┌──

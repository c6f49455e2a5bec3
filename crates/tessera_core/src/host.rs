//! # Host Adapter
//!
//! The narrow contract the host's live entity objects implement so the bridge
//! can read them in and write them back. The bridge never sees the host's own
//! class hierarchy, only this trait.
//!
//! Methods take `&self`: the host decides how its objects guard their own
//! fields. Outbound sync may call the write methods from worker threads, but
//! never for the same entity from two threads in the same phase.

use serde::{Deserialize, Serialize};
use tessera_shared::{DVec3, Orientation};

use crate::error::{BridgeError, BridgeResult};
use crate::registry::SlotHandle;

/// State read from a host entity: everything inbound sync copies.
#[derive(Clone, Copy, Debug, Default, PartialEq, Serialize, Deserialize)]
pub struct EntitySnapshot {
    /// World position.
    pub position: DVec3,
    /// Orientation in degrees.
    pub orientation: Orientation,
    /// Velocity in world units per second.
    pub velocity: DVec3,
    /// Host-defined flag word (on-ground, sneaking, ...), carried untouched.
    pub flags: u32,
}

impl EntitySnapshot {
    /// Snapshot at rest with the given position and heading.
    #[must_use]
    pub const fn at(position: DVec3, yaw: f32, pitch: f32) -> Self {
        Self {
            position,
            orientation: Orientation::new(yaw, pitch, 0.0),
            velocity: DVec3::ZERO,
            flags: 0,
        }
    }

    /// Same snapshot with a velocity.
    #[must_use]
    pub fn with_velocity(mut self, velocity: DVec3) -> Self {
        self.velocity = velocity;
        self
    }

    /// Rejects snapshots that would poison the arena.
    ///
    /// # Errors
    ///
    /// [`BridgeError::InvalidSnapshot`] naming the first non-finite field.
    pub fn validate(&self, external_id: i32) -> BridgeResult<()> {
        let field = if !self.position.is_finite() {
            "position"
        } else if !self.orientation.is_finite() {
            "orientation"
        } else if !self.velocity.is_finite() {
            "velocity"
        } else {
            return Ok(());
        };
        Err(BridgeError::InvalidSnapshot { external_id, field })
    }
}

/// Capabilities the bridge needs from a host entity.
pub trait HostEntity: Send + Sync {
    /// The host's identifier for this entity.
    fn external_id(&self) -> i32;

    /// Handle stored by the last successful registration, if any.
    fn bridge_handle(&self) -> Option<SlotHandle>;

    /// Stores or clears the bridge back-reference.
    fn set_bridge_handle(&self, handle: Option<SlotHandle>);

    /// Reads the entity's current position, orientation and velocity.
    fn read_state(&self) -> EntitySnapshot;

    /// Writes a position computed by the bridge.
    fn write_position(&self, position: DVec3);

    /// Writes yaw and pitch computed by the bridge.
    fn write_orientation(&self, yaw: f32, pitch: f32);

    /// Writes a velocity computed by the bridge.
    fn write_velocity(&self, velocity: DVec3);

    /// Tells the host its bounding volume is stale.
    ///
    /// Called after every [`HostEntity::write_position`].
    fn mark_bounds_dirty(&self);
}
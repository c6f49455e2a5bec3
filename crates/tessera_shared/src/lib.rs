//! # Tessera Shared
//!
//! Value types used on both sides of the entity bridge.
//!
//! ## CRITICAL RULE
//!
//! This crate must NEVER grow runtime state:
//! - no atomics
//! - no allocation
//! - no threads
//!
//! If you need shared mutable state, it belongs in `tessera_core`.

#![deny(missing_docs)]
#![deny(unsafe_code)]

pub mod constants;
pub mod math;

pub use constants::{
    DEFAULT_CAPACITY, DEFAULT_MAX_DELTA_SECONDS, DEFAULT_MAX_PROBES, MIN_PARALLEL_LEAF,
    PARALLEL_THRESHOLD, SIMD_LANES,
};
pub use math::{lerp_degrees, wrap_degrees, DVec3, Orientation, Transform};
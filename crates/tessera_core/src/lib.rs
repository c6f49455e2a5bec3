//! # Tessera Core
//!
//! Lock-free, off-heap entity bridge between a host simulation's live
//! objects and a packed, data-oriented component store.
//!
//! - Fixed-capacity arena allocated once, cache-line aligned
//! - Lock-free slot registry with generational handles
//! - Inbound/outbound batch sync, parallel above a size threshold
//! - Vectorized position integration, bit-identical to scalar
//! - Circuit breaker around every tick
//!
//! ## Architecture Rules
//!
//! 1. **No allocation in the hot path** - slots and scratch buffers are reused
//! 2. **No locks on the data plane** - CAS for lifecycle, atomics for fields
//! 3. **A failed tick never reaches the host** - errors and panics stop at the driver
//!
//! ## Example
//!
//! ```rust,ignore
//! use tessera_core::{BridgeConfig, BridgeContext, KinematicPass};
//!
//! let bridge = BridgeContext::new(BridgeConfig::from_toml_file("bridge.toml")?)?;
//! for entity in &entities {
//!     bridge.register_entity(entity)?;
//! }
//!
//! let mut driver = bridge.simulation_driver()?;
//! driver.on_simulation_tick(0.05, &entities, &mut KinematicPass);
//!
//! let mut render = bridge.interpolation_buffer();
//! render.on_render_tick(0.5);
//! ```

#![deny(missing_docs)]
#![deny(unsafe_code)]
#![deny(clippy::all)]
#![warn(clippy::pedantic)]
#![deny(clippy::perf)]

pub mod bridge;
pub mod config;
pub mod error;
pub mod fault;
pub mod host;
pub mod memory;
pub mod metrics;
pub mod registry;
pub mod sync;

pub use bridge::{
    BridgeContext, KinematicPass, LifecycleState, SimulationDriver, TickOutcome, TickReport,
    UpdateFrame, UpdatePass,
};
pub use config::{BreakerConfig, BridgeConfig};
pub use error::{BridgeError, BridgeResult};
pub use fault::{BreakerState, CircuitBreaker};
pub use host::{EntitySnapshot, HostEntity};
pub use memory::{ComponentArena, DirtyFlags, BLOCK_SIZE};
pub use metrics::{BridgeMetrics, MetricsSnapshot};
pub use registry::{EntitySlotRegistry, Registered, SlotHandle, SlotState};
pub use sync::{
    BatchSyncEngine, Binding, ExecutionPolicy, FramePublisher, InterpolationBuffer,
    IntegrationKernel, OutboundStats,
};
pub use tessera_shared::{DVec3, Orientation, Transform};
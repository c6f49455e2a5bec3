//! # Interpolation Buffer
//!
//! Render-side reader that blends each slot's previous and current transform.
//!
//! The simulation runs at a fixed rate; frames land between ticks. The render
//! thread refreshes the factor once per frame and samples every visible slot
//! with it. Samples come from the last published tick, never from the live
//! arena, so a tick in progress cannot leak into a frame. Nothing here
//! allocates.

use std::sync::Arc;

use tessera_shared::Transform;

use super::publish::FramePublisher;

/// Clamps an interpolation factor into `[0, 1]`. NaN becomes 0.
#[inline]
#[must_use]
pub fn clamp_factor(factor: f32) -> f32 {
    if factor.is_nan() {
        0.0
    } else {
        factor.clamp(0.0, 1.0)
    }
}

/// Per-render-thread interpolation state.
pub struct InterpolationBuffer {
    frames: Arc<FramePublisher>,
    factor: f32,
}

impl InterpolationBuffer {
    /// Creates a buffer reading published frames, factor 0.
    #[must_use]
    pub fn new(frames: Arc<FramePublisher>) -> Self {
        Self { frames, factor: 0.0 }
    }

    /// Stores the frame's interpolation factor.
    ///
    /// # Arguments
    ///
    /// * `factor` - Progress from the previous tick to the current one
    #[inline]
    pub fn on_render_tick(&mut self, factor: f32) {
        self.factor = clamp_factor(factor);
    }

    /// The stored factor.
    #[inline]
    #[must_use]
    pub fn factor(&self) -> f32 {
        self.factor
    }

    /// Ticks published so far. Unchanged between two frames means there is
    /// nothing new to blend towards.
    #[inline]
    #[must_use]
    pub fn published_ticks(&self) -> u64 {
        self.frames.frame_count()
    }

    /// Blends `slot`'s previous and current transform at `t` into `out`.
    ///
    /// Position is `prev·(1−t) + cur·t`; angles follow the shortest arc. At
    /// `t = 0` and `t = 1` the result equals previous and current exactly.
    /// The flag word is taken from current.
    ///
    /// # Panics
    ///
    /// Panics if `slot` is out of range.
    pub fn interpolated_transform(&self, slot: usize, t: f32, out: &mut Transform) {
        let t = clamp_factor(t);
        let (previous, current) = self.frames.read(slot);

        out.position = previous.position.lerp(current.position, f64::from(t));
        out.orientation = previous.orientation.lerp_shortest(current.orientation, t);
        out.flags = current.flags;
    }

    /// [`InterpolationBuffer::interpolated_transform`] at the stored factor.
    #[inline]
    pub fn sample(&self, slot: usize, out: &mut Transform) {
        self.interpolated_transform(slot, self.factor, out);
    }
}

└──
┌──

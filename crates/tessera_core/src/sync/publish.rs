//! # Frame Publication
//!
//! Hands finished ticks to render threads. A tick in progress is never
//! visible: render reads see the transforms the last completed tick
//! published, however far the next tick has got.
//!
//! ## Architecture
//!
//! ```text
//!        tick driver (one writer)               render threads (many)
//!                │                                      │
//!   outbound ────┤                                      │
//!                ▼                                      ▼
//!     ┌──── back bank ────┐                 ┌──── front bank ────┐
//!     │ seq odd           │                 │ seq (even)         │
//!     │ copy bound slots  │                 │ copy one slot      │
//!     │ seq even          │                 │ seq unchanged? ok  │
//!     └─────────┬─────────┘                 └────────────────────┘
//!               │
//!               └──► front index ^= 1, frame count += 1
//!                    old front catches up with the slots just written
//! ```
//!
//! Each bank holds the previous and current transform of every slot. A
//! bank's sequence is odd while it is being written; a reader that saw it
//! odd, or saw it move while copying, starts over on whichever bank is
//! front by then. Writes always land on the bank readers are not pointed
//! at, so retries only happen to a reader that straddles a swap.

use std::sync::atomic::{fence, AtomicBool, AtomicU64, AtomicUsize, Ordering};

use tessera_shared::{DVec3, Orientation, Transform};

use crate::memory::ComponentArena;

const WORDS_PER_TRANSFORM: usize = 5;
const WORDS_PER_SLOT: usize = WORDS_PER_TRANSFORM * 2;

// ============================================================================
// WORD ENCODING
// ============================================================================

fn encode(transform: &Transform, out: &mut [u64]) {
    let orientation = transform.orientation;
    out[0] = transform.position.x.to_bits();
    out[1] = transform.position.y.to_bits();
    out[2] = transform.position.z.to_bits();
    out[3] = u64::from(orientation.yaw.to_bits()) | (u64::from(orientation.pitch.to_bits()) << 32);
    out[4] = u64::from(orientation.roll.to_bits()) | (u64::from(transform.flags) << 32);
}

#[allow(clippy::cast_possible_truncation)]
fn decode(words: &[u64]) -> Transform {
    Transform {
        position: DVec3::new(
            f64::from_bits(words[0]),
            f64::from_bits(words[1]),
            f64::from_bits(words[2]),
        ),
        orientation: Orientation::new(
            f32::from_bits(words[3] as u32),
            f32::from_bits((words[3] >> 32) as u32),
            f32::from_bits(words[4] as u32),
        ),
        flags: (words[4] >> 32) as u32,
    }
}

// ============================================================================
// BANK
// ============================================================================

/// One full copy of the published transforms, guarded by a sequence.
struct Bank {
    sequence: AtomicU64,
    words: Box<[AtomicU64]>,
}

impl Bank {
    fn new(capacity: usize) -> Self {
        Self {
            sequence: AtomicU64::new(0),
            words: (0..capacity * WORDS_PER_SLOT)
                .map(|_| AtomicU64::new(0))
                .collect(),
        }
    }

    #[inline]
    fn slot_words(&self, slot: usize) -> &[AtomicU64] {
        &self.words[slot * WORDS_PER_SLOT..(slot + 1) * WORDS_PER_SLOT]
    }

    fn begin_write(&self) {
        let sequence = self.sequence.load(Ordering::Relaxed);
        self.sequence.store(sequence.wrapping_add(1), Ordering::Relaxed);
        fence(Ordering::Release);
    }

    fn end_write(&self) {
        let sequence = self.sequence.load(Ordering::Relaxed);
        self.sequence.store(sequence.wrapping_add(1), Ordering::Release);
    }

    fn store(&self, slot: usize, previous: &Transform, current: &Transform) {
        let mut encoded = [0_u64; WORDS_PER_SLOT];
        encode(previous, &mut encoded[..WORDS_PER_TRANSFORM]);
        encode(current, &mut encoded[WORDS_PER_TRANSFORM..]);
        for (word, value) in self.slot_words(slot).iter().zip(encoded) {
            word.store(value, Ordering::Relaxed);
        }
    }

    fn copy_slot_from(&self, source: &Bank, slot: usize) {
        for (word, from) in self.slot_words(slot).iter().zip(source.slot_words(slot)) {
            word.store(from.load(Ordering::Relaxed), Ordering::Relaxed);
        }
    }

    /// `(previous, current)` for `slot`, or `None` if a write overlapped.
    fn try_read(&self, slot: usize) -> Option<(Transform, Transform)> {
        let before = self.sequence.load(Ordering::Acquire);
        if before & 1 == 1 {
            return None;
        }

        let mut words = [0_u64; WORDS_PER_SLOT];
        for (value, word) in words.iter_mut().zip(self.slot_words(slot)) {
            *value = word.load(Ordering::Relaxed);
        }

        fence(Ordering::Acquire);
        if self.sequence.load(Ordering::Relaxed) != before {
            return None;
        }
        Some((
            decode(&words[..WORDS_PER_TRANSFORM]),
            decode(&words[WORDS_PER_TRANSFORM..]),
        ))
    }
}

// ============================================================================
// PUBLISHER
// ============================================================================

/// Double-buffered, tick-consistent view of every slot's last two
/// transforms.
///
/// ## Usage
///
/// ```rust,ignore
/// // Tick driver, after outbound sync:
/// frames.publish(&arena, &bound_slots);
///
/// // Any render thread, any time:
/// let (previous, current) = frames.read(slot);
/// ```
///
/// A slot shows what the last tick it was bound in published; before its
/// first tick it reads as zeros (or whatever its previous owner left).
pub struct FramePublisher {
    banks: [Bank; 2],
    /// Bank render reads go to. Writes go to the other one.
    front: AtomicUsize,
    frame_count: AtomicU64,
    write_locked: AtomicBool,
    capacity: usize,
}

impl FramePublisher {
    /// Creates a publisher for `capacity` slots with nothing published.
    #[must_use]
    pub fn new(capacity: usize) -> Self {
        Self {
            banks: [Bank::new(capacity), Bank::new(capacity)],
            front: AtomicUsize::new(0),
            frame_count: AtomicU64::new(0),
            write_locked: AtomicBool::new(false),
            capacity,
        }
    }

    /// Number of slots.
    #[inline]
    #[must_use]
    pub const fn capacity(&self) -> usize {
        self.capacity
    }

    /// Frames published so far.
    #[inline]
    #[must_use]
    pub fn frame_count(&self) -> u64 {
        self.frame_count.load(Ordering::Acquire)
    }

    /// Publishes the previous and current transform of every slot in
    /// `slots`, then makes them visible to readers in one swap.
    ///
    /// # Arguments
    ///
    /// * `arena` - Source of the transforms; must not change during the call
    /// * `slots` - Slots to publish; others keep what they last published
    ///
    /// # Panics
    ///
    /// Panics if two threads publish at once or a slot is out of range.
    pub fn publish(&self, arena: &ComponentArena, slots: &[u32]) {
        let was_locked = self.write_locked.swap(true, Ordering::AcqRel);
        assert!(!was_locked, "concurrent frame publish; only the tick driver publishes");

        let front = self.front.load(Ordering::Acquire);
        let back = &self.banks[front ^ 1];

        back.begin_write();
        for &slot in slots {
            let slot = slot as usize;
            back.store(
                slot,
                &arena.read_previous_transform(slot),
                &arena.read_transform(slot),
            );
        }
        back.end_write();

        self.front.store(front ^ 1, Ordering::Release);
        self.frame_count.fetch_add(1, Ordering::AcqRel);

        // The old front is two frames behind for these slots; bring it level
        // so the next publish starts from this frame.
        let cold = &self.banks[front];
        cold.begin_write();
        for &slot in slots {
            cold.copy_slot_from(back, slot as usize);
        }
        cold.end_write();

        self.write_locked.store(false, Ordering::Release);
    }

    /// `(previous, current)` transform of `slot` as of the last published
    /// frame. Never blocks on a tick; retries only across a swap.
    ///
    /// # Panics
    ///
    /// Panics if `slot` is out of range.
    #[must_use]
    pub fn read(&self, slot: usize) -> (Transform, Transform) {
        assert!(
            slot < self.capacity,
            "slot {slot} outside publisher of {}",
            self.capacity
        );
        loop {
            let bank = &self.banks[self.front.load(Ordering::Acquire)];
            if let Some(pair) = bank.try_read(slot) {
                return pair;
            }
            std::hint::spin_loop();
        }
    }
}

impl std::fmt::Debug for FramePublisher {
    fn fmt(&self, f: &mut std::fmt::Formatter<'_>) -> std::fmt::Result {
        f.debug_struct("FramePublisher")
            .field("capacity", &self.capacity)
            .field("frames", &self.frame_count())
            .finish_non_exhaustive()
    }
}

└──
┌──

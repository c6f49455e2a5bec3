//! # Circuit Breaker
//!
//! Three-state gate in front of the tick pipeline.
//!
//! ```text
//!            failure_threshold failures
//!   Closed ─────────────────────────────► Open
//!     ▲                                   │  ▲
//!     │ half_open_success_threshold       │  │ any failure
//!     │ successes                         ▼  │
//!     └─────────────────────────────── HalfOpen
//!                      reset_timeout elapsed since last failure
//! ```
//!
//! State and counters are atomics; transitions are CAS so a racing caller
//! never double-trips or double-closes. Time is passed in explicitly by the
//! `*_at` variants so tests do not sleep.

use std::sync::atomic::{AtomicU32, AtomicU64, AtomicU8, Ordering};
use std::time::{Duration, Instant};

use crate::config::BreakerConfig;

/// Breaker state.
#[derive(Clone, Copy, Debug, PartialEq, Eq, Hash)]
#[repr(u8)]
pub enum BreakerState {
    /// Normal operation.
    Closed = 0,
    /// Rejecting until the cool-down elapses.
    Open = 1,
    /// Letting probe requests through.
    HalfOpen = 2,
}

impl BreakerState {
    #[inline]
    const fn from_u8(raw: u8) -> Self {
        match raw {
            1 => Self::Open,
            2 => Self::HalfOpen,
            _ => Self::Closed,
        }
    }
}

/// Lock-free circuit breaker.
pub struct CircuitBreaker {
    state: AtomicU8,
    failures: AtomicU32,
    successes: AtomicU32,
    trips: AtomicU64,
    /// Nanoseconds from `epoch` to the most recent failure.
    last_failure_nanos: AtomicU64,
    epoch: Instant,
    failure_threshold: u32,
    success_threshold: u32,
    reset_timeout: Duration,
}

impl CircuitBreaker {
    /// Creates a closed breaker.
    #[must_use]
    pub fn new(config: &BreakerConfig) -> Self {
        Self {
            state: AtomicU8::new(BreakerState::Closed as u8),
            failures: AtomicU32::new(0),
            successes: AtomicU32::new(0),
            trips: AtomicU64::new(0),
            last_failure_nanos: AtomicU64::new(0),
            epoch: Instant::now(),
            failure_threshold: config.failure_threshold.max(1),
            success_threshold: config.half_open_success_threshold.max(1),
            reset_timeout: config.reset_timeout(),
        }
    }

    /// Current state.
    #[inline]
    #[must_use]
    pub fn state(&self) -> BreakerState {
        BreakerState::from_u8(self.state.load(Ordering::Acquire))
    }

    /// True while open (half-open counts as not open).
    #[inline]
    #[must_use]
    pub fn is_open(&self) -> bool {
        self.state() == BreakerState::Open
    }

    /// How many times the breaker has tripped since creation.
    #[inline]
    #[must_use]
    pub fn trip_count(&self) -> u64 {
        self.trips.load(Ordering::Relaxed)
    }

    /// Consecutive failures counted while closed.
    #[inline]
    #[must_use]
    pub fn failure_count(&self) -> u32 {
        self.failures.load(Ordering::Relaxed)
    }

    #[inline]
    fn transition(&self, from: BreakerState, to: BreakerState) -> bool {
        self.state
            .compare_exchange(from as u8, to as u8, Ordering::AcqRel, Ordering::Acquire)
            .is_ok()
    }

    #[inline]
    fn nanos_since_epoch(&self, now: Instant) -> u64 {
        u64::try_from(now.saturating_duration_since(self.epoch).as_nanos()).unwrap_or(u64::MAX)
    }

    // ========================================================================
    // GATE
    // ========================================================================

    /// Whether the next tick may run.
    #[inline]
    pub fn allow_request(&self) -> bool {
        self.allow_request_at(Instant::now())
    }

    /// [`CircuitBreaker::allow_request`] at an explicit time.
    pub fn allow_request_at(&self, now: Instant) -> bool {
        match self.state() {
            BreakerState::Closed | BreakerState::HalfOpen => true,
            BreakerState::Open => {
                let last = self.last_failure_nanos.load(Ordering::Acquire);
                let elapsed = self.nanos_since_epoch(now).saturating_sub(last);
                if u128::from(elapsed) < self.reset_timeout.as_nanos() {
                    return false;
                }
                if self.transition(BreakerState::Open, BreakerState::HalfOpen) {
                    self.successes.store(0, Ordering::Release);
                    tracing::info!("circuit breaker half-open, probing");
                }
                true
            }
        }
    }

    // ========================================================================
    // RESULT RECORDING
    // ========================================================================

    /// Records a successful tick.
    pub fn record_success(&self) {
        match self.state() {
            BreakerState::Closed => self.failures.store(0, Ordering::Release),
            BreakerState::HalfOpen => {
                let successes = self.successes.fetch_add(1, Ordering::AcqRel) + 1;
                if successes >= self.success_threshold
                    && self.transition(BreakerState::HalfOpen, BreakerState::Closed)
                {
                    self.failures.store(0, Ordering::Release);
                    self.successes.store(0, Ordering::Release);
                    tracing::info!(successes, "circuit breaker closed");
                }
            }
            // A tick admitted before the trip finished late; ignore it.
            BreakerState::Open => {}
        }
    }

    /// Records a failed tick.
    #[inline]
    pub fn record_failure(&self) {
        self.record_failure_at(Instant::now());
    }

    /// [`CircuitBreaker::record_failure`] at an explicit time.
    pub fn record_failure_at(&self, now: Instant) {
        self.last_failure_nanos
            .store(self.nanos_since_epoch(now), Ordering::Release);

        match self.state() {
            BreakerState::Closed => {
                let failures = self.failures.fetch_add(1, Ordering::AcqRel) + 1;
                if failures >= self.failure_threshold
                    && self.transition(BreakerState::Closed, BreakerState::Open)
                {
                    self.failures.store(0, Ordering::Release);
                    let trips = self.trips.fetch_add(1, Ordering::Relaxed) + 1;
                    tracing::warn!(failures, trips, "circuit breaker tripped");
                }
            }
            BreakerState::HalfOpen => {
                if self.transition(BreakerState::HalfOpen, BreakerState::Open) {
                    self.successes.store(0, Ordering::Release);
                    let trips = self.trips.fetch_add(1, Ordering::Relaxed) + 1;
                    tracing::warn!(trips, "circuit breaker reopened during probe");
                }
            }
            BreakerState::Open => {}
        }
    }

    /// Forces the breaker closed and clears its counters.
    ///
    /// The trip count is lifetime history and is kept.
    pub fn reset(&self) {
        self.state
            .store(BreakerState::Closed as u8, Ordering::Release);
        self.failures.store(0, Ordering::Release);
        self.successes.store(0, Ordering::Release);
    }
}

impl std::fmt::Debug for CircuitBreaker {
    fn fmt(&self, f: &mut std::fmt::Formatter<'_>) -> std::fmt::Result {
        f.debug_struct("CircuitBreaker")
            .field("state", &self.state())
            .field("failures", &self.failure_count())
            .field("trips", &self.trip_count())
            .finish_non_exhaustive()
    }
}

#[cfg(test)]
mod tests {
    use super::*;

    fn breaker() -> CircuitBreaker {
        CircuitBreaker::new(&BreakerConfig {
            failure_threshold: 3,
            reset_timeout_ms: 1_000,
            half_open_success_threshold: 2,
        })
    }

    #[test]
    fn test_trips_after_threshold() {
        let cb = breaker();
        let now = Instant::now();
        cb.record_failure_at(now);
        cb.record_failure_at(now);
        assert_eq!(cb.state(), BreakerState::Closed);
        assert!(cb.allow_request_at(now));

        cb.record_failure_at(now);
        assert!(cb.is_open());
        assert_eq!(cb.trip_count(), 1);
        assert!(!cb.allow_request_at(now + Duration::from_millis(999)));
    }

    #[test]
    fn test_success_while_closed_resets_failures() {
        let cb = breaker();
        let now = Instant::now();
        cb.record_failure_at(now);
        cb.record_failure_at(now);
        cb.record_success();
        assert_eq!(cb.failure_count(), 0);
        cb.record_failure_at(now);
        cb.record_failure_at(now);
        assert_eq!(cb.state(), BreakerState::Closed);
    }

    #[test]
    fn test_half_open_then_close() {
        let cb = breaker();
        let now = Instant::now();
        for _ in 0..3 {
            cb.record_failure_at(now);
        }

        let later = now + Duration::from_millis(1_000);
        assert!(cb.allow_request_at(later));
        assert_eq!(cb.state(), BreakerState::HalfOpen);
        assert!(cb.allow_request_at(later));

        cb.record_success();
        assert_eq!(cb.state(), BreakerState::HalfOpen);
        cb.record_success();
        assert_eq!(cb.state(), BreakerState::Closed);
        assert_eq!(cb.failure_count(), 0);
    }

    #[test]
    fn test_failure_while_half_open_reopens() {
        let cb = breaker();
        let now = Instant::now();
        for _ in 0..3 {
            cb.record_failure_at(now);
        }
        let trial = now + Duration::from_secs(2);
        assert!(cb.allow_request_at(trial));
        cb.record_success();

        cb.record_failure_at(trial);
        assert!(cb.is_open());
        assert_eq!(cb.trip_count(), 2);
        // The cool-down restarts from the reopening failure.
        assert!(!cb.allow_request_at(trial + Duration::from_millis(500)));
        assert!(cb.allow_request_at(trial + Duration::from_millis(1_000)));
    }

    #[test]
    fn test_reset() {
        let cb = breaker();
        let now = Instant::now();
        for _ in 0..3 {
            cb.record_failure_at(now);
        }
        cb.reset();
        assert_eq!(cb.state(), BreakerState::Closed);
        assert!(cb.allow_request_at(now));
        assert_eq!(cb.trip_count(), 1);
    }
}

└──

* **WHAT THIS TASK INVOLVES**:
On how many lines of the material does the word "else" appear? Reply with the number alone.

* **RESPONSE FOR THIS EXERCISE**:
4